# Look 585



## twiggy73 (Jan 19, 2010)

Well I have looked all over my new 585 and I am yet to find a" Made in France" Sticker 

SO was it ??? 

I was told it was! my KG 86 has "Made in France" all over it 

and you would expect the 585 to have it aswell?? The French love telling ppl the made things lol 

Twiggy73


----------



## ewitz (Sep 11, 2002)

Made in Tunisia.


----------



## twiggy73 (Jan 19, 2010)

ewitz said:


> Made in Tunisia.


\

Africa ??? WT?


----------



## ewitz (Sep 11, 2002)

'Unlike many manufacturers, LOOK creates their own proprietary moduli (HR, HM, and VHM) from carbon at their own facilities. (They 'cook' it at different temps and times to create specific moduli.) They originally set up their carbon works at the HQ in Nevers, France but out grew it’s capacity, and they built a second plant in Tunisia – where they mold carbon frames and parts exclusively for their own brands. Design and initial production of all carbon is done in France, while larger quantities are produced at the factory in Tunisia, then everything is shipped back to France for final finishing and quality checks. You gotta admire a company that is so committed to its products that it does not out source production, nor do they produce carbon parts for anyone else. LOOK carbon is 100% LOOK carbon.'


----------



## Weav (Jun 21, 2009)

So what is the story then with the Look 566 fram being produced by a Taiwan manufacturer. Not that this necessarily makes it inferior, but if they have the technology and capacity why outsouce?


----------



## ewitz (Sep 11, 2002)

Weav said:


> So what is the story then with the Look 566 fram being produced by a Taiwan manufacturer. Not that this necessarily makes it inferior, but if they have the technology and capacity why outsouce?


Combination of factors. It is the only lugless ( monocoque/Tube to tube construction) type Look frame and having to meet specific price point that necessitate the Asian production.


----------



## ksanbon (Jul 19, 2008)

Isn't the 586 frame lugless? Is it built in Taiwan as well?


----------



## ewitz (Sep 11, 2002)

ksanbon said:


> Isn't the 586 frame lugless? Is it built in Taiwan as well?


I stand corrected


----------



## boarder1995 (May 9, 2006)

My older 2006 585 has made in France stickers in and on it. It's an all lugged build.


----------



## chas (Aug 10, 2006)

The 585, 586, 595, and 596 are all manufactured in our factory in Tunisia.

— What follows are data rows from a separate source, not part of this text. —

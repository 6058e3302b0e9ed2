//! User model

use serde::{Deserialize, Serialize};

/// User roles
#[derive(Debug, Clone, Copy, PartialEq, Eq, Serialize, Deserialize)]
#[serde(rename_all = "lowercase")]
pub enum UserRole {
    Admin,
    User,
}

impl UserRole {
    pub fn as_str(&self) -> &'static str {
        match self {
            UserRole::Admin => "admin",
            UserRole::User => "user",
        }
    }

    pub fn parse(s: &str) -> Option<Self> {
        match s.trim().to_lowercase().as_str() {
            "admin" => Some(UserRole::Admin),
            "user" => Some(UserRole::User),
            _ => None,
        }
    }
}

impl Default for UserRole {
    fn default() -> Self {
        UserRole::User
    }
}

/// A user account
#[derive(Debug, Clone, Serialize, Deserialize)]
pub struct User {
    /// Opaque identity
    pub id: String,
    /// Email address, unique across accounts
    pub email: String,
    /// Display name
    pub username: String,
    /// Password hash (not serialized to JSON)
    #[serde(skip_serializing)]
    pub password: String,
    pub role: UserRole,
}

impl User {
    /// Serialize without password (for API responses)
    pub fn to_public(&self) -> PublicUser {
        PublicUser {
            id: self.id.clone(),
            email: self.email.clone(),
            username: self.username.clone(),
            role: self.role,
        }
    }
}

/// Fields needed to persist a new user; the store assigns the id
#[derive(Debug, Clone)]
pub struct NewUser {
    pub email: String,
    pub username: String,
    pub password: String,
    pub role: UserRole,
}

/// Public user info (no password)
#[derive(Debug, Clone, PartialEq, Serialize, Deserialize)]
pub struct PublicUser {
    pub id: String,
    pub email: String,
    pub username: String,
    pub role: UserRole,
}
//! REST API routes for melodeck

pub mod artist;
pub mod auth;
pub mod middleware;
pub mod playlist;
pub mod response;
pub mod track;
pub mod user;

use actix_web::web;
use serde::Deserialize;

/// Request body carrying a list of ids for membership changes
#[derive(Debug, Deserialize)]
pub struct IdList {
    pub ids: Vec<String>,
}

/// Configure all API routes
pub fn configure(cfg: &mut web::ServiceConfig) {
    cfg
        // Sign-up, sign-in and session routes
        .service(web::scope("/auth").configure(auth::configure))
        // Artist routes
        .service(web::scope("/artists").configure(artist::configure))
        // Catalog track routes
        .service(web::scope("/tracks").configure(track::configure))
        // Playlist routes
        .service(web::scope("/playlists").configure(playlist::configure))
        // Per-user library, upload and audio routes
        .service(web::scope("/users").configure(user::configure));
}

It sounds strange at first, but consider: 1) it is about a 2 hour flight from Paris; 2) most Tunisians speak French; 3) great beaches; 4) allows us to maintain production flexibility, and the ability to innovate at the manufacturing level. This last one is really important. There is one company who has everything manufactured in Asia, but is currently promoting the fact that they just built a small batch production facility in CA to develop new techniques and products. We've been building carbon frames in France for 25 years, and now for 6 years in Tunisia. 

As I mentioned last week in a different thread, the factory is owned by LOOK and one of LOOK's owners actually has a place in Tunisia and lives there 2-3 weeks out of the month. His son also works at the factory and lives in Tunisia full time, as do several other LOOK employees who relocated from France. I just got back from a visit to the factory, and it is quite a place!

The 566, 576 and 986 are manufactured in Asia. This is mainly due to capacity and cost. While Tunisia is certainly less costly than France, it is still considerably more than Asia. Manufacturing in Asia is the only way to offer a complete bike with full carbon frame and fork in the $2500-3000 price range. 

chas


----------



## flying (Feb 17, 2004)

Thanks for the interesting info Chas...

At the end of the day I have been on Looks for close to 10 years now.
Still love every ride on it.

Trying to find a excuse to get a new one but to tell you the truth cannot find one 

When I upgraded from my KG381 Team years ago ok there was some tiny things to use as an excuse.  

Keep up the good work :thumbsup:


----------